[Data supplied Boundary: Start]

// SPDX-FileCopyrightText: 2025 Semiotic AI, Inc.
//
// SPDX-License-Identifier: Apache-2.0

//! Selector maps agree with the `sol!`-generated bindings.

use alloy_sol_types::{SolCall, SolEvent};
use sticker_bindings::contracts::{
    IERC165, IERC20Token, IERC721Full, IStickerMarket, IStickerPack, IStickerType,
};
use sticker_bindings::ContractKind;

#[test]
fn every_abi_function_has_a_selector_entry() -> anyhow::Result<()> {
    for kind in ContractKind::ALL {
        let abi = kind.parse_abi()?;
        let selectors = kind.selectors()?;
        let functions: Vec<_> = abi.functions().collect();

        assert_eq!(selectors.len(), functions.len(), "{kind}");
        for function in functions {
            assert_eq!(
                selectors.get(&function.selector()),
                Some(function.signature().as_str()),
                "{kind}"
            );
        }
    }
    Ok(())
}

#[test]
fn selector_maps_match_generated_calls() -> anyhow::Result<()> {
    let market = ContractKind::StickerMarket.selectors()?;
    for (selector, signature) in [
        (
            IStickerMarket::buyTokenCall::SELECTOR,
            IStickerMarket::buyTokenCall::SIGNATURE,
        ),
        (
            IStickerMarket::registerPackCall::SELECTOR,
            IStickerMarket::registerPackCall::SIGNATURE,
        ),
        (
            IStickerMarket::receiveApprovalCall::SELECTOR,
            IStickerMarket::receiveApprovalCall::SIGNATURE,
        ),
    ] {
        assert_eq!(market.get(&selector.into()), Some(signature));
    }

    let pack = ContractKind::StickerPack.selectors()?;
    assert_eq!(
        pack.get(&IStickerPack::tokenPackIdCall::SELECTOR.into()),
        Some(IStickerPack::tokenPackIdCall::SIGNATURE)
    );

    let registry = ContractKind::StickerType.selectors()?;
    assert_eq!(
        registry.get(&IStickerType::getPackDataCall::SELECTOR.into()),
        Some(IStickerType::getPackDataCall::SIGNATURE)
    );
    Ok(())
}

#[test]
fn well_known_selectors() {
    let erc20 = ContractKind::Erc20Token.selectors().unwrap();
    assert_eq!(
        erc20.get_hex("a9059cbb"),
        Some("transfer(address,uint256)")
    );
    assert_eq!(
        erc20.get_hex("0x095ea7b3"),
        Some("approve(address,uint256)")
    );
    assert_eq!(
        IERC20Token::transferCall::SELECTOR,
        [0xa9, 0x05, 0x9c, 0xbb]
    );

    let erc165 = ContractKind::Erc165.selectors().unwrap();
    assert_eq!(
        erc165.get_hex("01ffc9a7"),
        Some("supportsInterface(bytes4)")
    );
    assert_eq!(
        IERC165::supportsInterfaceCall::SELECTOR,
        [0x01, 0xff, 0xc9, 0xa7]
    );

    let erc721 = ContractKind::Erc721Full.selectors().unwrap();
    assert_eq!(
        erc721.get_hex("42842e0e"),
        Some("safeTransferFrom(address,address,uint256)")
    );
    assert_eq!(
        erc721.get_hex("b88d4fde"),
        Some("safeTransferFrom(address,address,uint256,bytes)")
    );
    assert_eq!(
        erc721.selector_of("ownerOf(uint256)").map(|s| s.to_string()),
        Some("0x6352211e".to_string())
    );
}

#[test]
fn event_signatures_are_canonical() {
    assert_eq!(
        IERC721Full::Transfer::SIGNATURE,
        "Transfer(address,address,uint256)"
    );
    assert_eq!(
        IERC20Token::Transfer::SIGNATURE_HASH,
        IERC721Full::Transfer::SIGNATURE_HASH
    );
    assert_eq!(
        IStickerType::Register::SIGNATURE,
        "Register(uint256,uint256,bytes,bool)"
    );
    assert_eq!(
        IStickerType::Categorized::SIGNATURE,
        "Categorized(bytes4,uint256)"
    );
}
// SPDX-FileCopyrightText: 2025 Semiotic AI, Inc.
//
// SPDX-License-Identifier: Apache-2.0

//! Mixin bindings shared by the sticker contracts: controller ownership,
//! stuck-token recovery and the `approveAndCall` receiver.

use std::ops::Deref;

use alloy_primitives::{Address, Bytes, TxHash, U256};
use alloy_provider::Provider;
use alloy_rpc_types::Log;
use alloy_sol_types::sol;
use tokio::sync::mpsc;

use crate::abi::ContractKind;
use crate::binding::{
    Binding, BoundContract, CallOpts, EventIterator, EventLog, FilterOpts, TopicRules,
    TransactOpts, WatchHandle, WatchOpts,
};
use crate::config::BindingConfig;
use crate::errors::BindingError;

sol!(
    #[derive(Debug, PartialEq, Eq)]
    IControlled,
    "abi/Controlled.json"
);

sol!(
    #[derive(Debug, PartialEq, Eq)]
    ITokenClaimer,
    "abi/TokenClaimer.json"
);

sol!(
    #[derive(Debug, PartialEq, Eq)]
    IApproveAndCallFallBack,
    "abi/ApproveAndCallFallBack.json"
);

/// Binding for a contract with a single controller account.
#[derive(Debug, Clone)]
pub struct Controlled<P> {
    contract: BoundContract<P>,
}

impl<P> Deref for Controlled<P> {
    type Target = BoundContract<P>;

    fn deref(&self) -> &BoundContract<P> {
        &self.contract
    }
}

impl<P: Provider> Binding for Controlled<P> {
    type Provider = P;

    fn contract(&self) -> &BoundContract<P> {
        &self.contract
    }
}

impl<P: Provider> Controlled<P> {
    pub fn new(address: Address, provider: P, config: BindingConfig) -> Result<Self, BindingError> {
        BoundContract::bind(ContractKind::Controlled, address, provider, config)
            .map(Self::from_contract)
    }

    pub(crate) fn from_contract(contract: BoundContract<P>) -> Self {
        Self { contract }
    }

    /// Current controller.
    pub async fn controller(&self, opts: &CallOpts) -> Result<Address, BindingError> {
        self.contract
            .call(opts, &IControlled::controllerCall {})
            .await
    }

    /// Hand control to `new_controller`. Only the current controller may call this.
    pub async fn change_controller(
        &self,
        opts: &TransactOpts,
        new_controller: Address,
    ) -> Result<TxHash, BindingError> {
        self.contract
            .transact(
                opts,
                &IControlled::changeControllerCall {
                    newController: new_controller,
                },
            )
            .await
    }

    pub async fn filter_new_controller(
        &self,
        opts: &FilterOpts,
    ) -> Result<EventIterator<'_, P, IControlled::NewController>, BindingError> {
        self.contract.filter_logs(opts, &TopicRules::any()).await
    }

    pub async fn watch_new_controller(
        &self,
        opts: &WatchOpts,
        sink: mpsc::Sender<EventLog<IControlled::NewController>>,
    ) -> Result<WatchHandle, BindingError> {
        self.contract
            .watch_logs(opts, &TopicRules::any(), sink)
            .await
    }

    pub fn parse_new_controller(
        &self,
        log: &Log,
    ) -> Result<IControlled::NewController, BindingError> {
        self.contract.parse_log(log)
    }
}

/// Binding for recovering tokens sent to a contract by mistake.
#[derive(Debug, Clone)]
pub struct TokenClaimer<P> {
    contract: BoundContract<P>,
}

impl<P> Deref for TokenClaimer<P> {
    type Target = BoundContract<P>;

    fn deref(&self) -> &BoundContract<P> {
        &self.contract
    }
}

impl<P: Provider> Binding for TokenClaimer<P> {
    type Provider = P;

    fn contract(&self) -> &BoundContract<P> {
        &self.contract
    }
}

impl<P: Provider> TokenClaimer<P> {
    pub fn new(address: Address, provider: P, config: BindingConfig) -> Result<Self, BindingError> {
        BoundContract::bind(ContractKind::TokenClaimer, address, provider, config)
            .map(Self::from_contract)
    }

    pub(crate) fn from_contract(contract: BoundContract<P>) -> Self {
        Self { contract }
    }

    /// Send the contract's balance of `token` to the controller.
    ///
    /// The zero address claims ether.
    pub async fn claim_tokens(
        &self,
        opts: &TransactOpts,
        token: Address,
    ) -> Result<TxHash, BindingError> {
        self.contract
            .transact(opts, &ITokenClaimer::claimTokensCall { token })
            .await
    }

    pub async fn filter_claimed_tokens(
        &self,
        opts: &FilterOpts,
        token: &[Address],
        controller: &[Address],
    ) -> Result<EventIterator<'_, P, ITokenClaimer::ClaimedTokens>, BindingError> {
        let rules = TopicRules::any().topic1(token).topic2(controller);
        self.contract.filter_logs(opts, &rules).await
    }

    pub async fn watch_claimed_tokens(
        &self,
        opts: &WatchOpts,
        sink: mpsc::Sender<EventLog<ITokenClaimer::ClaimedTokens>>,
        token: &[Address],
        controller: &[Address],
    ) -> Result<WatchHandle, BindingError> {
        let rules = TopicRules::any().topic1(token).topic2(controller);
        self.contract.watch_logs(opts, &rules, sink).await
    }

    pub fn parse_claimed_tokens(
        &self,
        log: &Log,
    ) -> Result<ITokenClaimer::ClaimedTokens, BindingError> {
        self.contract.parse_log(log)
    }
}

/// Binding for contracts that accept `approveAndCall` callbacks.
#[derive(Debug, Clone)]
pub struct ApproveAndCallFallBack<P> {
    contract: BoundContract<P>,
}

impl<P> Deref for ApproveAndCallFallBack<P> {
    type Target = BoundContract<P>;

    fn deref(&self) -> &BoundContract<P> {
        &self.contract
    }
}

impl<P: Provider> Binding for ApproveAndCallFallBack<P> {
    type Provider = P;

    fn contract(&self) -> &BoundContract<P> {
        &self.contract
    }
}

impl<P: Provider> ApproveAndCallFallBack<P> {
    pub fn new(address: Address, provider: P, config: BindingConfig) -> Result<Self, BindingError> {
        BoundContract::bind(ContractKind::ApproveAndCallFallBack, address, provider, config)
            .map(Self::from_contract)
    }

    pub(crate) fn from_contract(contract: BoundContract<P>) -> Self {
        Self { contract }
    }

    /// Normally invoked by the token contract inside `approveAndCall`.
    pub async fn receive_approval(
        &self,
        opts: &TransactOpts,
        from: Address,
        amount: U256,
        token: Address,
        data: Bytes,
    ) -> Result<TxHash, BindingError> {
        self.contract
            .transact(
                opts,
                &IApproveAndCallFallBack::receiveApprovalCall {
                    from,
                    amount,
                    token,
                    data,
                },
            )
            .await
    }
}
use log::trace;

use super::assumptions::Assumptions;
use super::types::{
    LumpsumInput, LumpsumResult, ProjectionRequest, ProjectionResult, SipInput, SipResult,
    StepUpSipInput, StepUpSipResult,
};

const MONTHS_PER_YEAR: u32 = 12;

pub fn project(request: &ProjectionRequest, assumptions: &Assumptions) -> ProjectionResult {
    match request {
        ProjectionRequest::Sip(input) => calculate_sip(input, Some(assumptions)),
        ProjectionRequest::StepUpSip(input) => calculate_step_up_sip(input, Some(assumptions)),
        ProjectionRequest::Lumpsum(input) => calculate_lumpsum(input, Some(assumptions)),
    }
}

pub fn calculate_sip(input: &SipInput, assumptions: Option<&Assumptions>) -> SipResult {
    let fallback;
    let assumptions = match assumptions {
        Some(a) => a,
        None => {
            fallback = Assumptions::default();
            &fallback
        }
    };

    let monthly = input.monthly_investment;
    let years = input.investment_years;
    if monthly <= 0.0 || years <= 0.0 {
        return ProjectionResult::zero(input.adjust_for_inflation);
    }

    let periods_per_year = f64::from(assumptions.compounding_per_year.max(1));
    let total_periods = years * periods_per_year;
    let periodic_rate = input.annual_return_rate / 100.0 / periods_per_year;

    let maturity_value = monthly * annuity_due_factor(periodic_rate, total_periods);
    let total_invested = monthly * total_periods;

    trace!(
        "sip: monthly={monthly} rate={} years={years} periods={total_periods} maturity={maturity_value}",
        input.annual_return_rate
    );

    finish(
        total_invested,
        maturity_value,
        years,
        input.adjust_for_inflation,
        assumptions,
    )
}

/// Year-block step-up projection.
///
/// Each whole year's twelve contributions are valued as an annuity-due at the monthly
/// rate, then carried to the end of the tenure with annual compounding. Contributions stop
/// at the last whole year; any fractional remainder of the tenure still compounds and
/// still counts toward inflation deflation.
pub fn calculate_step_up_sip(
    input: &StepUpSipInput,
    assumptions: Option<&Assumptions>,
) -> StepUpSipResult {
    let fallback;
    let assumptions = match assumptions {
        Some(a) => a,
        None => {
            fallback = Assumptions::default();
            &fallback
        }
    };

    let base_monthly = input.monthly_investment;
    let years = input.investment_years;
    if base_monthly <= 0.0 || years <= 0.0 {
        return ProjectionResult::zero(input.adjust_for_inflation);
    }

    let monthly_rate = input.annual_return_rate / 100.0 / f64::from(MONTHS_PER_YEAR);
    let annual_growth = 1.0 + input.annual_return_rate / 100.0;
    let step_up = 1.0 + input.annual_increment / 100.0;
    let months = f64::from(MONTHS_PER_YEAR);
    let whole_years = years.floor() as u32;

    let mut total_invested = 0.0;
    let mut maturity_value = 0.0;
    for year in 1..=whole_years {
        let monthly = base_monthly * step_up.powf(f64::from(year - 1));
        total_invested += monthly * months;

        let year_end_value = monthly * annuity_due_factor(monthly_rate, months);
        let remaining_years = years - f64::from(year);
        maturity_value += year_end_value * annual_growth.powf(remaining_years);
    }

    trace!(
        "step-up sip: monthly={base_monthly} increment={} rate={} years={years} maturity={maturity_value}",
        input.annual_increment,
        input.annual_return_rate
    );

    finish(
        total_invested,
        maturity_value,
        years,
        input.adjust_for_inflation,
        assumptions,
    )
}

pub fn calculate_lumpsum(
    input: &LumpsumInput,
    assumptions: Option<&Assumptions>,
) -> LumpsumResult {
    let fallback;
    let assumptions = match assumptions {
        Some(a) => a,
        None => {
            fallback = Assumptions::default();
            &fallback
        }
    };

    let principal = input.initial_investment;
    let years = input.investment_years;
    if principal <= 0.0 || years <= 0.0 {
        return ProjectionResult::zero(input.adjust_for_inflation);
    }

    let maturity_value = principal * (1.0 + input.annual_return_rate / 100.0).powf(years);

    trace!(
        "lumpsum: principal={principal} rate={} years={years} maturity={maturity_value}",
        input.annual_return_rate
    );

    finish(
        principal,
        maturity_value,
        years,
        input.adjust_for_inflation,
        assumptions,
    )
}

/// Deflates a nominal amount to present-day money using annual compounding.
pub fn inflation_adjusted(nominal: f64, inflation_rate: f64, years: f64) -> f64 {
    nominal / (1.0 + inflation_rate).powf(years)
}

/// Future value of one unit paid at the start of each of `periods` periods.
fn annuity_due_factor(periodic_rate: f64, periods: f64) -> f64 {
    if periodic_rate == 0.0 {
        periods
    } else {
        ((1.0 + periodic_rate).powf(periods) - 1.0) / periodic_rate * (1.0 + periodic_rate)
    }
}

fn finish(
    total_invested: f64,
    maturity_value: f64,
    years: f64,
    adjust_for_inflation: bool,
    assumptions: &Assumptions,
) -> ProjectionResult {
    let real_value = adjust_for_inflation
        .then(|| inflation_adjusted(maturity_value, assumptions.inflation_rate, years));

    ProjectionResult {
        total_invested: total_invested.round(),
        maturity_value: maturity_value.round(),
        // A real value that rounds to nothing is reported as absent.
        inflation_adjusted_value: real_value
            .map(f64::round)
            .filter(|value| *value != 0.0 && !value.is_nan()),
    }
}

[Data supplied Boundary: End]

= Problem description =
Copy each line above where the string "IStickerMarket" occurs.

= Written answer =
    IERC165, IERC20Token, IERC721Full, IStickerMarket, IStickerPack, IStickerType,
            IStickerMarket::buyTokenCall::SELECTOR,
            IStickerMarket::buyTokenCall::SIGNATURE,
            IStickerMarket::registerPackCall::SELECTOR,
            IStickerMarket::registerPackCall::SIGNATURE,
            IStickerMarket::receiveApprovalCall::SELECTOR,
            IStickerMarket::receiveApprovalCall::SIGNATURE,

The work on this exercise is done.